Après le Mexique dans les années 1980 et le Japon dix ans plus tard, l'Europe est en passe d'allonger la liste des décennies perdues dans l'histoire économique récente. Quel est le point commun entre ces expériences apparemment si différentes ? Dans chaque cas, des erreurs de politique économique transforment une crise temporaire en une longue stagnation qui affaiblit de manière durable l'économie et conduit à son déclassement international.
En Amérique Latine, la réponse à la crise de la dette par ce que l'on appelait déjà des « plans d'ajustement structurels » a été trop lente et a porté un coup d'arrêt brutal à leur rattrapage dans les années 1980.
Au Japon, c'est la restructuration incomplète du secteur bancaire qui a coûté au pays son leadership économique dans les années 1990. En 2014, la zone euro est en passe de perdre à son tour une décennie, car ses décideurs se fourvoient en s'échinant à combattre la plus grande crise de l'après-guerre par des politiques exclusivement structurelles.
Les politiques structurelles modifient les règles de fonctionnement de l'économie (par exemple les règles juridiques ou fiscales) afin d'augmenter la croissance potentielle, de créer des emplois ou de favoriser l'égalité socio-économique.
CLEF DE LA PROSPÉRITÉ FUTURE
Ne nous y trompons pas, ce sont bien ces politiques qui sont la clef de la prospérité future de l'Union Européenne et de la survie à long terme de son modèle économique et social.

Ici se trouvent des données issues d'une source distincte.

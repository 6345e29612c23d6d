//! Types exchanged with the bridge transport and the payout collaborator.

use crate::AuthorizationPath;
use alloy_primitives::{Address, Bytes, U256};
use serde::{Deserialize, Serialize};

/// A call delivered by the bridge endpoint after a fill.
///
/// `token`, `amount` and `fill_completed` are not inspected by the
/// authorization logic and flow through to the payout untouched.
#[derive(Debug, Clone, PartialEq, Eq, Serialize, Deserialize)]
pub struct InboundDelivery {
	/// Immediate sender of the call (the bridge endpoint contract).
	pub endpoint: Address,
	/// Token released by the payout.
	pub token: Address,
	/// Amount released by the payout.
	pub amount: U256,
	/// Whether the bridge reports the fill as complete.
	pub fill_completed: bool,
	/// Relayer that executed the fill.
	pub designated_signer: Address,
	/// The 93-byte auction message.
	pub message: Bytes,
}

/// Record of a completed payout.
#[derive(Debug, Clone, PartialEq, Eq, Serialize, Deserialize)]
pub struct FillReceipt {
	pub auction_id: u32,
	pub token: Address,
	pub amount: U256,
	pub recipient: Address,
	pub expiry: u32,
	pub fill_completed: bool,
	pub path: AuthorizationPath,
}
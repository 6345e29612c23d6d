//! Helper utilities for common operations.

/// Current UNIX timestamp in seconds as the 32-bit value auction expiries use.
///
/// Returns 0 if the system clock is before the UNIX epoch and saturates at
/// `u32::MAX` past 2106.
pub fn current_timestamp() -> u32 {
	std::time::SystemTime::now()
		.duration_since(std::time::UNIX_EPOCH)
		.map(|d| u32::try_from(d.as_secs()).unwrap_or(u32::MAX))
		.unwrap_or(0)
}

#[cfg(test)]
mod tests {
	use super::*;

	#[test]
	fn test_current_timestamp_is_recent() {
		// 2023-11-14
		assert!(current_timestamp() > 1_700_000_000);
	}
}
//! String formatting utilities.
//!
//! Hex prefix stripping for CLI and configuration input, and truncation of
//! long hex values for log output.

/// Shortens a hex value for log lines: the first 10 characters followed by "..".
pub fn truncate_id(id: &str) -> String {
	if id.len() <= 10 {
		id.to_string()
	} else {
		format!("{}..", &id[..10])
	}
}

/// Removes a "0x" or "0X" prefix from a hex string if present.
pub fn without_0x_prefix(hex_str: &str) -> &str {
	hex_str
		.strip_prefix("0x")
		.or_else(|| hex_str.strip_prefix("0X"))
		.unwrap_or(hex_str)
}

L'erreur des responsables européens – Commission Européenne, Banque Centrale – a été de préconiser ces politiques comme la solution à la crise aussi brutale que profonde des années 2008-2012.
Cette erreur fut tragique car les préconisations des institutions européennes ont dû être mises en œuvre dans un contexte social très dégradé du fait même de la sévérité de la crise. Bénéfiques à long terme, ces politiques structurelles prennent du temps pour être mises en œuvre et porter leurs fruits. Il n'est pas rare qu'elles aient des effets néfastes à court terme.

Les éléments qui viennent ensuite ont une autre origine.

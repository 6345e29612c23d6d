//! Token custody ledger.
//!
//! Stands in for the token-transfer primitive the receiver pays out
//! through. Balances are tracked per `(holder, token)` in storage. Every
//! mutation runs under one async mutex so racing payouts against the same
//! funds are applied one after the other; the loser sees
//! [`CustodyError::InsufficientBalance`].

use alloy_primitives::{Address, U256};
use gauntlet_storage::{StorageError, StorageService};
use std::sync::Arc;
use thiserror::Error;
use tokio::sync::Mutex;

const BALANCES_NAMESPACE: &str = "balances";

/// Errors that can occur during custody operations.
#[derive(Debug, Error)]
pub enum CustodyError {
	/// The holder does not have enough of the token.
	#[error("Insufficient balance of {token} for {holder}: available {available}, requested {requested}")]
	InsufficientBalance {
		holder: Address,
		token: Address,
		available: U256,
		requested: U256,
	},
	/// Crediting would overflow the recipient balance.
	#[error("Balance overflow for {holder}")]
	Overflow { holder: Address },
	/// Error from the storage backend.
	#[error("Storage error: {0}")]
	Storage(#[from] StorageError),
}

/// Balance ledger that executes payouts.
pub struct CustodyService {
	storage: Arc<StorageService>,
	/// Serialises read-modify-write cycles on balances.
	write_lock: Mutex<()>,
}

impl CustodyService {
	pub fn new(storage: Arc<StorageService>) -> Self {
		Self {
			storage,
			write_lock: Mutex::new(()),
		}
	}

	fn balance_id(holder: &Address, token: &Address) -> String {
		format!("0x{:x}:0x{:x}", holder, token)
	}

	async fn read_balance(&self, holder: &Address, token: &Address) -> Result<U256, CustodyError> {
		let balance = self
			.storage
			.retrieve_optional::<U256>(BALANCES_NAMESPACE, &Self::balance_id(holder, token))
			.await?;
		Ok(balance.unwrap_or(U256::ZERO))
	}

	async fn write_balance(
		&self,
		holder: &Address,
		token: &Address,
		amount: U256,
	) -> Result<(), CustodyError> {
		self.storage
			.store(BALANCES_NAMESPACE, &Self::balance_id(holder, token), &amount)
			.await?;
		Ok(())
	}

	/// Returns the balance of `token` held by `holder`; unknown entries are zero.
	pub async fn balance_of(&self, holder: Address, token: Address) -> Result<U256, CustodyError> {
		self.read_balance(&holder, &token).await
	}

	/// Credits `amount` of `token` to `holder`.
	pub async fn deposit(
		&self,
		holder: Address,
		token: Address,
		amount: U256,
	) -> Result<U256, CustodyError> {
		let _guard = self.write_lock.lock().await;
		let balance = self
			.read_balance(&holder, &token)
			.await?
			.checked_add(amount)
			.ok_or(CustodyError::Overflow { holder })?;
		self.write_balance(&holder, &token, balance).await?;

		tracing::debug!(%holder, %token, %amount, %balance, "Deposited");
		Ok(balance)
	}

	/// Moves `amount` of `token` from `from` to `to`.
	pub async fn transfer(
		&self,
		from: Address,
		token: Address,
		to: Address,
		amount: U256,
	) -> Result<(), CustodyError> {
		let _guard = self.write_lock.lock().await;

		let available = self.read_balance(&from, &token).await?;
		if available < amount {
			return Err(CustodyError::InsufficientBalance {
				holder: from,
				token,
				available,
				requested: amount,
			});
		}
		if from == to {
			return Ok(());
		}

		let credited = self
			.read_balance(&to, &token)
			.await?
			.checked_add(amount)
			.ok_or(CustodyError::Overflow { holder: to })?;

		self.write_balance(&from, &token, available - amount)
			.await?;
		if let Err(e) = self.write_balance(&to, &token, credited).await {
			// Restore the debit
			if let Err(restore) = self.write_balance(&from, &token, available).await {
				tracing::error!(%from, %token, error = %restore, "Failed to restore debited balance");
			}
			return Err(e);
		}

		tracing::info!(%from, %to, %token, %amount, "Transferred");
		Ok(())
	}
}

#[cfg(test)]
mod tests {
	use super::*;
	use gauntlet_storage::implementations::memory::MemoryStorage;

	fn custody() -> CustodyService {
		CustodyService::new(Arc::new(StorageService::new(Box::new(MemoryStorage::new()))))
	}

	const RECEIVER: Address = Address::repeat_byte(0x01);
	const TOKEN: Address = Address::repeat_byte(0x02);
	const RECIPIENT: Address = Address::repeat_byte(0x03);

	#[tokio::test]
	async fn test_unknown_balance_is_zero() {
		assert_eq!(
			custody().balance_of(RECEIVER, TOKEN).await.unwrap(),
			U256::ZERO
		);
	}

	#[tokio::test]
	async fn test_transfer_moves_full_balance() {
		let custody = custody();
		let amount = U256::from(100_000_000_000_000_000_000u128);
		custody.deposit(RECEIVER, TOKEN, amount).await.unwrap();

		custody
			.transfer(RECEIVER, TOKEN, RECIPIENT, amount)
			.await
			.unwrap();

		assert_eq!(
			custody.balance_of(RECEIVER, TOKEN).await.unwrap(),
			U256::ZERO
		);
		assert_eq!(
			custody.balance_of(RECIPIENT, TOKEN).await.unwrap(),
			amount
		);
	}

	#[tokio::test]
	async fn test_insufficient_balance_leaves_ledger_untouched() {
		let custody = custody();
		custody
			.deposit(RECEIVER, TOKEN, U256::from(5))
			.await
			.unwrap();

		let err = custody
			.transfer(RECEIVER, TOKEN, RECIPIENT, U256::from(6))
			.await
			.unwrap_err();
		assert!(matches!(
			err,
			CustodyError::InsufficientBalance { available, requested, .. }
				if available == U256::from(5) && requested == U256::from(6)
		));
		assert_eq!(
			custody.balance_of(RECEIVER, TOKEN).await.unwrap(),
			U256::from(5)
		);
		assert_eq!(
			custody.balance_of(RECIPIENT, TOKEN).await.unwrap(),
			U256::ZERO
		);
	}

	#[tokio::test]
	async fn test_balances_are_per_token() {
		let custody = custody();
		let other_token = Address::repeat_byte(0x04);
		custody
			.deposit(RECEIVER, TOKEN, U256::from(10))
			.await
			.unwrap();

		assert!(custody
			.transfer(RECEIVER, other_token, RECIPIENT, U256::from(1))
			.await
			.is_err());
	}

	#[tokio::test]
	async fn test_deposit_overflow_rejected() {
		let custody = custody();
		custody.deposit(RECEIVER, TOKEN, U256::MAX).await.unwrap();
		assert!(matches!(
			custody.deposit(RECEIVER, TOKEN, U256::from(1)).await,
			Err(CustodyError::Overflow { .. })
		));
	}

	#[tokio::test]
	async fn test_racing_transfers_pay_once() {
		let custody = Arc::new(custody());
		let amount = U256::from(1_000);
		custody.deposit(RECEIVER, TOKEN, amount).await.unwrap();

		let first = {
			let custody = Arc::clone(&custody);
			tokio::spawn(async move {
				custody
					.transfer(RECEIVER, TOKEN, RECIPIENT, amount)
					.await
			})
		};
		let second = {
			let custody = Arc::clone(&custody);
			let other = Address::repeat_byte(0x05);
			tokio::spawn(async move { custody.transfer(RECEIVER, TOKEN, other, amount).await })
		};

		let results = [first.await.unwrap(), second.await.unwrap()];
		assert_eq!(results.iter().filter(|r| r.is_ok()).count(), 1);
		assert_eq!(
			custody.balance_of(RECEIVER, TOKEN).await.unwrap(),
			U256::ZERO
		);
	}
}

Prenons-en un exemple : l'Union Bancaire. La refonte de l'industrie bancaire européenne, fêtée à juste titre, arrive sept longues années après le début de la crise financière et n'est pour l'instant effective que dans les textes et les communiqués. Le seul élément tangible prévu pour 2014 sera l'évaluation de la santé financière des banques européennes (les « stress tests » et l'«AQR»).

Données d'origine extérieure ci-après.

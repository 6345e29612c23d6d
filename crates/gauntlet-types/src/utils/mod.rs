//! Utility functions shared across the receiver crates.

pub mod eip712;
pub mod formatting;
pub mod helpers;

pub use eip712::{
	compute_auction_signing_hash, compute_auction_struct_hash, compute_domain_hash,
	compute_final_digest, Eip712AbiEncoder, AUCTION_TYPE, DOMAIN_TYPE,
};
pub use formatting::{truncate_id, without_0x_prefix};
pub use helpers::current_timestamp;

Cet exercice est nécessaire, mais il ne favorisera pas la croissance à court terme. Au contraire. Dans l'immédiat, cette évaluation représente plutôt un facteur d'incertitude et n'incite pas les banques à accroître la distribution du crédit dans l'économie. Comment dès lors comprendre la politique monétaire de la Banque Centrale Européenne ?
PÉRIL
Alors que l'union bancaire appellerait un assouplissement de la politique monétaire pour faciliter le financement de l'économie, la BCE répond aux abonnés absents contrairement aux banques centrales américaine, anglaise et japonaise qui utilisent massivement les instruments monétaires non conventionnels.
Nous fera-t-elle mentir lors de de ses prochaines réunions ? Ne nous y trompons pas, ce sont bien les réformes structurelles qui garantiront la prospérité du modèle européen. Mais elles n'aideront pas à faire face aux crises économiques. Pour l'avoir oublié, la zone euro a prolongé et approfondi la crise économique.
Le résultat est sous nos yeux : croissance faible, investissement atone, endettement public et privé massif, chômage élevé. Cet ensemble met précisément en péril le modèle européen. Dès lors, il ne faudra pas s'étonner si ce dernier trouve peu de soutien dans les urnes lors des prochaines élections européennes.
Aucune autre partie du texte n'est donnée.